À la fin du mois de janvier 1937, les miliciens du PSUC-UGT abandonnèrent les
Patrouilles de Contrôle et furent substitués par des membres de la CNT, d’ERC
et du POUM. La perspective de la fin des Patrouilles de Contrôle, remplacées
par un nouveau Corps Unique de Sécurité, ce qui fut décrété le 4 mars 1937,
entraînait la fin de l’hégémonie de la CNT sur les tâches policières et
répressives à l’arrière.
Les syndicats comprirent qu’il fallait absolument réorganiser les comités de
défense, dans les quartiers, pour organiser l’affrontement qui semblait alors
inévitable.
10. Pourquoi le contrôle de
l’approvisionnement a-t-il été perdu ? Que fut la « guerre du
pain » ?
Le 20 décembre 1936, le stalinien Comorera, Conseller (Ministre) de
l’Approvisionnement, prononça un discours important, en catalan, à Barcelone.
Comorera défendit le besoin d’un gouvernement fort, ayant pleins pouvoirs,
capable de faire appliquer les décrets pour qu’ils ne restent pas lettre morte,
comme cela avait été le cas avec le premier gouvernement Tarradellas, auquel
avait participé Nin comme représentant du POUM. Un gouvernement fort, capable
de mener à bien une politique militaire efficace, regroupant toutes les forces
existantes sur le front.
Comorera attribuait le manque de nourriture et l’augmentation de son prix aux
Comités de défense, et non au fait que les grossistes et les commerçants s’en
accaparaient et spéculaient.

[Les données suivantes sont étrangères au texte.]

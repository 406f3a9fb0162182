use thiserror::Error;

/// Failures surfaced by the document extraction pipeline.
///
/// Decoding problems never appear here: invalid byte sequences are replaced at
/// decode time, and a strategy that finds nothing just hands over to the next one.
#[derive(Debug, Error, PartialEq, Eq)]
pub enum ExtractionError {
    #[error("No file provided")]
    NoFileProvided,

    #[error("Unsupported file type: {0}")]
    UnsupportedFileType(String),

    #[error("File is empty or truncated ({len} bytes, need at least {min})")]
    EmptyOrTruncatedBuffer { len: usize, min: usize },

    #[error("Insufficient readable text extracted ({chars} characters, need at least {min})")]
    InsufficientExtractedText { chars: usize, min: usize },
}

impl ExtractionError {
    /// Caller-facing remediation hint.
    pub fn hint(&self) -> &'static str {
        match self {
            ExtractionError::NoFileProvided => "Attach a resume file in the 'file' field.",
            ExtractionError::UnsupportedFileType(_) => {
                "Upload a PDF, DOCX or plain text (.txt) file."
            }
            ExtractionError::EmptyOrTruncatedBuffer { .. } => {
                "The upload looks empty or cut short. Re-export the document and try again."
            }
            ExtractionError::InsufficientExtractedText { .. } => {
                "The document may be scanned or image-only, or use an unsupported encoding. \
                 Try a text-based PDF, a DOCX, or paste the resume as plain text."
            }
        }
    }

    /// Stable machine-readable code for response bodies.
    pub fn code(&self) -> &'static str {
        match self {
            ExtractionError::NoFileProvided => "NO_FILE_PROVIDED",
            ExtractionError::UnsupportedFileType(_) => "UNSUPPORTED_FILE_TYPE",
            ExtractionError::EmptyOrTruncatedBuffer { .. } => "EMPTY_OR_TRUNCATED_BUFFER",
            ExtractionError::InsufficientExtractedText { .. } => "INSUFFICIENT_EXTRACTED_TEXT",
        }
    }
}
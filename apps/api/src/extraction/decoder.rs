//! Decoder: interprets a raw byte buffer under one of a fixed set of text encodings.
//!
//! Decoding is total: invalid sequences become U+FFFD (or the Windows-1252 mapping),
//! never an error.

use std::fmt;

use serde::Serialize;

/// Text encodings the extractors may try.
#[derive(Debug, Clone, Copy, PartialEq, Eq, Serialize)]
#[serde(rename_all = "snake_case")]
pub enum TextEncoding {
    Utf8,
    Latin1,
    Windows1252,
}

/// Fixed trial order for the structural and character-pattern extractors.
pub const ENCODING_ORDER: [TextEncoding; 3] = [
    TextEncoding::Utf8,
    TextEncoding::Latin1,
    TextEncoding::Windows1252,
];

impl TextEncoding {
    pub fn name(self) -> &'static str {
        match self {
            TextEncoding::Utf8 => "utf-8",
            TextEncoding::Latin1 => "iso-8859-1",
            TextEncoding::Windows1252 => "windows-1252",
        }
    }
}

impl fmt::Display for TextEncoding {
    fn fmt(&self, f: &mut fmt::Formatter<'_>) -> fmt::Result {
        f.write_str(self.name())
    }
}

/// A buffer decoded under one encoding.
#[derive(Debug, Clone)]
pub struct DecodedCandidate {
    pub encoding: TextEncoding,
    pub text: String,
}

/// Decodes `bytes` under `encoding`. Never fails.
pub fn decode(bytes: &[u8], encoding: TextEncoding) -> String {
    match encoding {
        TextEncoding::Utf8 => String::from_utf8_lossy(bytes).into_owned(),
        // ISO-8859-1 maps every byte to the code point of the same value.
        TextEncoding::Latin1 => bytes.iter().map(|&b| b as char).collect(),
        TextEncoding::Windows1252 => {
            let (text, _had_errors) = encoding_rs::WINDOWS_1252.decode_without_bom_handling(bytes);
            text.into_owned()
        }
    }
}

/// Lazily decodes `bytes` under each encoding in order, skipping repeats.
pub fn candidates<'a>(
    bytes: &'a [u8],
    encodings: &'a [TextEncoding],
) -> impl Iterator<Item = DecodedCandidate> + 'a {
    encodings
        .iter()
        .enumerate()
        .filter(move |(i, enc)| !encodings[..*i].contains(enc))
        .map(move |(_, &encoding)| DecodedCandidate {
            encoding,
            text: decode(bytes, encoding),
        })
}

C’était le discours qui justifiait et expliquait
le mot d’ordre sur les pancartes et les tracts des manifestations de femmes fin
36, début 37 : « plus de pain et moins de comités »,
manifestations organisées et manipulées par le PSUC. C’était l’affrontement
entre deux politiques d’approvisionnement opposées, celle du PSUC et celle du
Syndicat de l’Alimentation de la CNT. Ce dernier, par le bais des treize
magasins d’approvisionnements des quartiers, gardés par les comités
révolutionnaires de quartier (ou plus exactement par leur section de défense)

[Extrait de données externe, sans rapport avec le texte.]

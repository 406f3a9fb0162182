//! Text normalizer and resume-quality diagnostics.
//!
//! `normalize` is total and idempotent: every filter works on single tokens, and the
//! output only contains tokens that already survived every filter.

/// Resume vocabulary counted by the upload-widget path.
pub const CLIENT_INDICATORS: &[&str] = &[
    "experience",
    "education",
    "skills",
    "work",
    "job",
    "university",
    "college",
    "school",
    "degree",
    "bachelor",
    "master",
    "company",
    "project",
    "manager",
    "developer",
    "engineer",
    "analyst",
    "email",
    "phone",
    "@",
    "linkedin",
    "github",
];

/// Resume vocabulary counted by the HTTP handler path.
pub const SERVER_INDICATORS: &[&str] = &[
    "experience",
    "education",
    "skills",
    "work",
    "job",
    "university",
    "college",
    "school",
    "degree",
    "bachelor",
    "master",
    "company",
    "project",
    "manager",
    "developer",
    "engineer",
    "analyst",
    "email",
    "phone",
    "@",
    "linkedin",
    "github",
    "resume",
    "cv",
];

#[derive(Debug, Clone, Copy, Default, PartialEq, Eq)]
pub enum NormalizeMode {
    #[default]
    Lenient,
    /// Also drops all-uppercase tokens of 3+ characters as likely encoding noise.
    Strict,
}

/// Per-token filter applied by the normalizer; the two modes differ only in the
/// all-caps rule.
#[derive(Debug, Clone, Copy, PartialEq, Eq)]
pub struct TokenFilter {
    /// Tokens shorter than this are dropped.
    pub min_len: usize,
    /// Purely numeric tokens shorter than this are dropped.
    pub min_numeric_len: usize,
    /// All-uppercase tokens at least this long are dropped.
    pub drop_all_caps_from: Option<usize>,
}

impl TokenFilter {
    pub fn for_mode(mode: NormalizeMode) -> Self {
        Self {
            min_len: 3,
            min_numeric_len: 4,
            drop_all_caps_from: match mode {
                NormalizeMode::Lenient => None,
                NormalizeMode::Strict => Some(3),
            },
        }
    }

    pub fn keeps(&self, token: &str) -> bool {
        let len = token.chars().count();
        if len < self.min_len {
            return false;
        }
        if token.chars().all(|c| c.is_ascii_digit()) && len < self.min_numeric_len {
            return false;
        }
        match self.drop_all_caps_from {
            Some(limit) if len >= limit && is_all_caps(token) => false,
            _ => true,
        }
    }
}

/// Collapses every whitespace run to one space and trims.
pub fn collapse_whitespace(text: &str) -> String {
    text.split_whitespace().collect::<Vec<_>>().join(" ")
}

/// True when the token has an uppercase letter and no lowercase ones.
pub fn is_all_caps(token: &str) -> bool {
    token.chars().any(|c| c.is_uppercase()) && !token.chars().any(|c| c.is_lowercase())
}

/// Word characters, whitespace, and `@ . - ( )`.
pub fn is_whitelisted(c: char) -> bool {
    c.is_ascii_alphanumeric() || c == '_' || c.is_whitespace() || matches!(c, '@' | '.' | '-' | '(' | ')')
}

/// Replaces non-whitelisted characters with spaces, then collapses whitespace.
pub fn scrub(text: &str) -> String {
    let replaced: String = text
        .chars()
        .map(|c| if is_whitelisted(c) { c } else { ' ' })
        .collect();
    collapse_whitespace(&replaced)
}

/// Scrubs `text` and keeps only the tokens `filter` accepts.
pub fn clean_tokens(text: &str, filter: TokenFilter) -> String {
    scrub(text)
        .split(' ')
        .filter(|token| filter.keeps(token))
        .collect::<Vec<_>>()
        .join(" ")
}

/// Normalizes extracted text for scoring. Never fails.
pub fn normalize(raw: &str, mode: NormalizeMode) -> String {
    clean_tokens(&collapse_whitespace(raw), TokenFilter::for_mode(mode))
}

/// Counts how many vocabulary terms occur anywhere in `text`, ignoring case.
pub fn keyword_indicator_count(text: &str, vocabulary: &[&str]) -> usize {
    let lower = text.to_lowercase();
    vocabulary
        .iter()
        .filter(|term| lower.contains(&term.to_lowercase()))
        .count()
}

fournissait gratuitement de la nourriture aux cantines populaires où pouvaient
se rendre les chômeurs et les membres de leurs familles. Il s’occupait
également de centres d’attention aux réfugiés dont le nombre tournait autour de
220 000 personnes en avril 1937 à Barcelone. C’était un réseau
d’approvisionnement qui faisait concurrence aux détaillants qui n’obéissaient
qu’à la loi de l’offre et de la demande afin d’éviter surtout l’augmentation du
prix des produits qui auraient été alors inaccessibles pour les travailleurs
et, cela va de soi, pour les chômeurs et les réfugiés. Le marché noir était la
grande affaire des détaillants qui faisaient bombance grâce à la faim de la
majorité de la population. La guerre du pain de Comorera
contre les comités d’approvisionnement de quartiers ne visait qu’à enlever aux
comités de défense toute parcelle de pouvoir, même si cette guerre impliquait
le désapprovisionnement de Barcelone et la pénurie alimentaire.
Comorera conclut son discourt par un appel à la responsabilité de toutes les
organisations afin d’obtenir une forte unité antifasciste. Pour bien comprendre
le discours de Comorera, il faut tenir compte de la stratégie, défendue par
Gerö (LE DÉLÉGUÉ DE MOSCOU DANS LE PSUC), de mener une politique SÉLECTIVE par
rapport au mouvement anarchiste, qui consistait à intégrer les dirigeants
anarchistes dans l’appareil d’État, tout en réprimant de façon terrible les
secteurs révolutionnaires qualifiés de façon infamante d’incontrôlés, de
gangsters, d’assassins, d’agents provocateurs et d’irresponsables ;
secteurs que Comorera identifiait très clairement aux comités de
défense.
Les
magasins d’approvisionnement des comités de quartier contrôlaient ce que les
détaillants allaient recevoir comme marchandises et leur prix de vente au
public, après que les besoins « révolutionnaires » du quartier aient
été satisfaits, celui, donc, des malades, des enfants, des chômeurs, des
cantines populaires, etc.
Comorera défendait le marché libre et la disparition de ces comités
révolutionnaires de quartier. Il savait de plus qu’une chose allait de pair
avec l’autre et que sans supprimer les comités de défense, le marché
libre n’était que chimère.
Un approvisionnement rationnel, prévoyant et suffisant de Barcelone et de la
Catalogne aurait signifié l’acceptation des prétentions du Conseller –ministre-
de l’économie de la CNT, Fábregas, qui, entre le mois d’octobre et de décembre
a bataillé inutilement, dans les réunions ministérielles de la Generalitat,
pour obtenir le monopole du commerce extérieur, face à l’opposition des autres
forces politiques. Pendant ce temps-là, sur le marché des céréales de Paris,
dix ou douze grossistes se faisaient concurrence et faisaient monter les prix.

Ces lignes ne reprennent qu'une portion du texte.